Can you imagine the effort involved in taking off its armour? And how vulnerable the creature is when it’s naked? Out of modesty, but primarily to protect itself, the lobster hides under a rock, painfully removes its shell and then waits patiently for the new one to grow before emerging clad in its brand-new, and bigger, costume.
Now imagine our lobster is a man who has no desire to suffer or be exposed to danger. He would go to the doctor’s to ask for pain relief … And he would stay small and uncomfortable in clothes that no longer fit him properly.
When I heard this story, I couldn’t help thinking about all those people who avoid any kind of conflict, quarrels or upheavals. What if we actually need these things to be able to move forward in life?
What upheaval do you need to go through before you can move on with your life?
Eyes
They say that the eyes are the window to the soul
In Rome, whenever I see an imposing parasol pine set against a sunny blue sky, my eyes well up because it is just so beautiful. My eyes sparkle as I am served a glass of well-chilled Prosecco. And I invariably have tears in my eyes when contemplating the sheer immensity of St. Peter’s Basilica.
When my eyes speak to me like this, it’s always a sign that I find something moving. My soul is speaking to me while my brain is busy being a tourist. In these magical moments, I switch off my brain so that I can enjoy the fleeting instants of happiness.
When did your eyes last speak to you? Did you listen to them? If you did, then you’re capable of remembering the things that move you deeply whenever you want – instead of just carrying on living life on a superficial level.
A commodity
The person sitting next to me told me that his wife had left him for another man. A banker by profession, his analysis of what had happened was not entirely lacking in humour.
He realised that he had treated his wife like a commodity (a basic necessity such as coffee or wheat on the stock market).
He told me that after 30 years of marriage, you no longer see the woman that you fell in love with but a housemate with whom you share household tasks, bills, child rearing and other daily chores.
Until the day someone else comes along and sees her as the luxury product that you have lost sight of over the years.
As a woman I wasn’t exactly delighted to be compared with a stock market commodity but I could see what he was getting at.
What about you?
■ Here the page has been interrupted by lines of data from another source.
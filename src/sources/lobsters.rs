use std::collections::BTreeMap;

use chrono::{DateTime, Utc};

use crate::domain::{FeedInfo, Item, Source, StrategyConfig};
use crate::errors::DigestResult;
use crate::sources::dates::{parse_with_formats, DateFormat};
use crate::sources::traits::{drop_category, FeedStrategy, ASK_CATEGORY};
use crate::sources::xml::read_entries;

pub const DEFAULT_FEED_URL: &str = "https://lobste.rs/rss";

const DATE_FORMATS: &[DateFormat] = &[
    DateFormat::Rfc2822,
    DateFormat::Rfc3339,
    DateFormat::WithOffset("%a, %d %b %Y %H:%M:%S %z"),
];

pub fn default_config() -> StrategyConfig {
    StrategyConfig::new("Lobsters", DEFAULT_FEED_URL)
        .with_header("User-Agent", "Mozilla/5.0 (compatible; feed-digest/0.1)")
        .with_header("Accept", "application/rss+xml, application/xml")
}

/// Lobsters front page, served as RSS 2.0
pub struct LobstersStrategy {
    config: StrategyConfig,
}

impl LobstersStrategy {
    pub fn new(config: StrategyConfig) -> Self {
        Self { config }
    }
}

impl Default for LobstersStrategy {
    fn default() -> Self {
        Self::new(default_config())
    }
}

impl FeedStrategy for LobstersStrategy {
    fn source(&self) -> Source {
        Source::Lobsters
    }

    fn config(&self) -> FeedInfo {
        FeedInfo {
            display_name: self.config.display_name.clone(),
            url: self.config.feed_url.clone(),
        }
    }

    fn request_headers(&self) -> BTreeMap<String, String> {
        self.config.request_headers.clone()
    }

    fn parse_feed(&self, bytes: &[u8]) -> DigestResult<Vec<Item>> {
        let entries = read_entries(bytes, "rss", "item")?;

        let items = entries
            .into_iter()
            .filter_map(|entry| {
                let link = entry.text("link")?;
                let title = entry.text("title").unwrap_or_else(|| "Untitled".to_string());

                // Story pages are not summarized, so no comment URL is carried
                Some(
                    Item::new(Source::Lobsters, title, link)
                        .with_guid(entry.text("guid"))
                        .with_description(entry.text("description").unwrap_or_default())
                        .with_publish_date_raw(entry.text("pubDate").unwrap_or_default())
                        .with_categories(entry.texts("category")),
                )
            })
            .collect();

        Ok(items)
    }

    fn parse_date(&self, raw: &str) -> DigestResult<DateTime<Utc>> {
        parse_with_formats(raw, DATE_FORMATS)
    }

    fn filter_items(&self, items: Vec<Item>) -> Vec<Item> {
        drop_category(items, ASK_CATEGORY)
    }
}

#[cfg(test)]
mod tests {
    use super::*;
    use crate::errors::DigestError;
    use crate::sources::MockFetcher;
    use chrono::TimeZone;

    const SAMPLE_RSS: &[u8] = br#"<?xml version="1.0" encoding="UTF-8"?>
<rss version="2.0" xmlns:atom="http://www.w3.org/2005/Atom">
  <channel>
    <title>Lobsters</title>
    <link>https://lobste.rs/</link>
    <description></description>
    <item>
      <title>Writing a linker in Rust</title>
      <link>https://example.org/blog/linker</link>
      <guid isPermaLink="false">https://lobste.rs/s/abc123</guid>
      <author>alice@users.lobste.rs (alice)</author>
      <pubDate>Mon, 15 Jan 2024 06:00:00 -0600</pubDate>
      <comments>https://lobste.rs/s/abc123/writing_linker_rust</comments>
      <description>&lt;p&gt;Submitted by alice&lt;/p&gt;</description>
      <category>rust</category>
      <category>compilers</category>
    </item>
    <item>
      <title>Ask Lobsters: what are you reading?</title>
      <link>https://lobste.rs/s/def456/ask_lobsters</link>
      <guid isPermaLink="false">https://lobste.rs/s/def456</guid>
      <pubDate>Tue, 16 Jan 2024 08:00:00 +0000</pubDate>
      <category>ask</category>
    </item>
  </channel>
</rss>"#;

    #[test]
    fn test_parse_feed_reads_rss_items() {
        let items = LobstersStrategy::default().parse_feed(SAMPLE_RSS).unwrap();

        assert_eq!(items.len(), 2);
        let first = &items[0];
        assert_eq!(first.title, "Writing a linker in Rust");
        assert_eq!(first.link, "https://example.org/blog/linker");
        assert_eq!(first.guid.as_deref(), Some("https://lobste.rs/s/abc123"));
        assert_eq!(first.publish_date_raw, "Mon, 15 Jan 2024 06:00:00 -0600");
        assert_eq!(first.description, "<p>Submitted by alice</p>");
        assert_eq!(first.categories, vec!["rust", "compilers"]);
        assert!(first.comment_url.is_empty());
        assert!(!first.has_discussion());
    }

    #[test]
    fn test_parse_feed_rejects_atom() {
        let xml = br#"<feed xmlns="http://www.w3.org/2005/Atom"><entry/></feed>"#;
        assert!(matches!(
            LobstersStrategy::default().parse_feed(xml),
            Err(DigestError::Parse(_))
        ));
    }

    #[test]
    fn test_parse_date_rfc2822() {
        let strategy = LobstersStrategy::default();
        assert_eq!(
            strategy.parse_date("Mon, 15 Jan 2024 06:00:00 -0600").unwrap(),
            Utc.with_ymd_and_hms(2024, 1, 15, 12, 0, 0).unwrap()
        );
        assert!(strategy.parse_date("").is_err());
    }

    #[test]
    fn test_filter_drops_ask_case_insensitive_any_match() {
        let strategy = LobstersStrategy::default();
        let make = |title: &str, categories: &[&str]| {
            Item::new(Source::Lobsters, title.to_string(), format!("https://e.com/{}", title))
                .with_categories(categories.iter().map(|c| c.to_string()).collect())
        };

        let items = vec![
            make("a", &["ask"]),
            make("b", &["Ask", "other"]),
            make("c", &["ASK"]),
            make("d", &["rust"]),
            make("e", &[]),
        ];

        let titles: Vec<String> = strategy
            .filter_items(items)
            .into_iter()
            .map(|i| i.title)
            .collect();
        assert_eq!(titles, vec!["d", "e"]);
    }

    #[test]
    fn test_fetch_comments_is_unsupported() {
        let fetcher = MockFetcher::new();
        let result = LobstersStrategy::default().fetch_comments(&fetcher, "https://lobste.rs/s/abc123");
        assert!(matches!(result, Err(DigestError::UnsupportedOperation(_))));
    }
}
Do you still see the luxury product that you fell for in the first place or do you just see a commodity in your partner?
Nietzsche
“He who has a why to live for can bear almost any how.”
– Friedrich Nietzsche
Dr Victor Frankl, the inventor of logotherapy (finding meaning in one’s life), often quotes Nietzsche in his book “Man’s Search for Meaning” in which he also tells a wonderful story:
An elderly man who had been inconsolable after losing his wife five years earlier, came to see him for a consultation. The man found life unbearable without her. Rather than offering off-the-shelf solutions or advice, Dr Frankel asked him how his wife would have felt if he had died first. He replied that she would have been lost and lonely and probably as inconsolable as he was, if not more so.
“So because you have survived her, you’ve spared her the experience of being the one left behind.”
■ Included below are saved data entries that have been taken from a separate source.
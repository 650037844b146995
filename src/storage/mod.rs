pub mod traits;
pub mod key;
pub mod file_store;
pub mod index_repository;
pub mod sqlite;

pub use traits::{DocumentStore, ProcessedRepository};
pub use key::{generate_key, is_processed, normalize_url};
pub use file_store::FileDocumentStore;
pub use index_repository::{JsonIndexRepository, INDEX_DOCUMENT};
pub use sqlite::{SqliteDocumentStore, SqliteStorage};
The man thought about it at length, before standing up and saying to the doctor that he could live with that, that his suffering now had meaning, whereupon he left.
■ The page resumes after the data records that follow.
use super::Item;

#[derive(Debug, Clone, Copy, PartialEq, Eq)]
pub enum NotificationKind {
    Article,
    Comments,
    OnDemand,
}

#[derive(Debug, Clone)]
pub struct Notification {
    pub kind: NotificationKind,
    pub source_name: String,
    pub title: String,
    pub url: String,
    pub text: String,
}

impl Notification {
    pub fn article(item: &Item, summary: String) -> Self {
        Self {
            kind: NotificationKind::Article,
            source_name: item.source.to_string(),
            title: item.title.clone(),
            url: item.link.clone(),
            text: summary,
        }
    }

    pub fn comments(item: &Item, summary: String) -> Self {
        Self {
            kind: NotificationKind::Comments,
            source_name: item.source.to_string(),
            title: item.title.clone(),
            url: item.comment_url.clone(),
            text: summary,
        }
    }

    pub fn on_demand(url: &str, summary: String) -> Self {
        Self {
            kind: NotificationKind::OnDemand,
            source_name: String::new(),
            title: String::new(),
            url: url.to_string(),
            text: summary,
        }
    }

    /// Render as Slack mrkdwn
    pub fn format(&self) -> String {
        let mut message = match self.kind {
            NotificationKind::Article => {
                format!("[{}] *{}*\n<{}>", self.source_name, self.title, self.url)
            }
            NotificationKind::Comments => {
                format!("[{}] Comments on *{}*\n<{}>", self.source_name, self.title, self.url)
            }
            NotificationKind::OnDemand => format!("<{}>", self.url),
        };

        if !self.text.is_empty() {
            message.push_str("\n\n");
            message.push_str(&self.text);
        }

        message
    }
}

#[cfg(test)]
mod tests {
    use super::*;
    use crate::domain::Source;

    fn item() -> Item {
        Item::new(
            Source::Reddit,
            "New Rust Features".to_string(),
            "https://blog.example.com/post".to_string(),
        )
        .with_comment_url("https://www.reddit.com/r/rust/comments/abc/new/".to_string())
    }

    #[test]
    fn test_article_format() {
        let formatted = Notification::article(&item(), "Async traits land.".to_string()).format();
        assert_eq!(
            formatted,
            "[reddit] *New Rust Features*\n<https://blog.example.com/post>\n\nAsync traits land."
        );
    }

    #[test]
    fn test_comments_format_uses_comment_url() {
        let formatted = Notification::comments(&item(), "People like it.".to_string()).format();
        assert_eq!(
            formatted,
            "[reddit] Comments on *New Rust Features*\n<https://www.reddit.com/r/rust/comments/abc/new/>\n\nPeople like it."
        );
    }

    #[test]
    fn test_format_without_text() {
        let formatted = Notification::on_demand("https://example.com", String::new()).format();
        assert_eq!(formatted, "<https://example.com>");
    }
}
Frankl had survived four concentration camps. He observed that the survivors were not the strongest physically, but those who found meaning in life or a reason to carry on living.
What about you? When did you last give up instead of finding some meaning in what was happening to you, so that you could learn from it and carry on?
Choosing to trust people
As I was going through security at an Italian airport, I realised that my tablet wasn’t in my rucksack. I thought: “maybe I left it in the hire car”, but I wasn’t sure.
I dashed back to the car hire desk. A young guy behind a pair of mirrored sunglasses rather offhandedly informed me that the car had gone to be cleaned and the car wash operator was on his lunch break. Aaargh.
He offered to call me when both reappeared. I was a bit dubious but decided to trust him. I refused to believe that my iPad had been stolen. I went back to the terminal building, through security again and ate a sandwich while waiting for him to call.
My telephone rang. I went back through security a third time to collect my tablet and thank the car hire agent profusely.
Did the fact that I chose to believe in these people’s honesty have something to do with my iPad being found? Without evidence to the contrary, I like to think that my decision to trust them influenced the outcome.
What do you trust in enough to influence the outcome of events?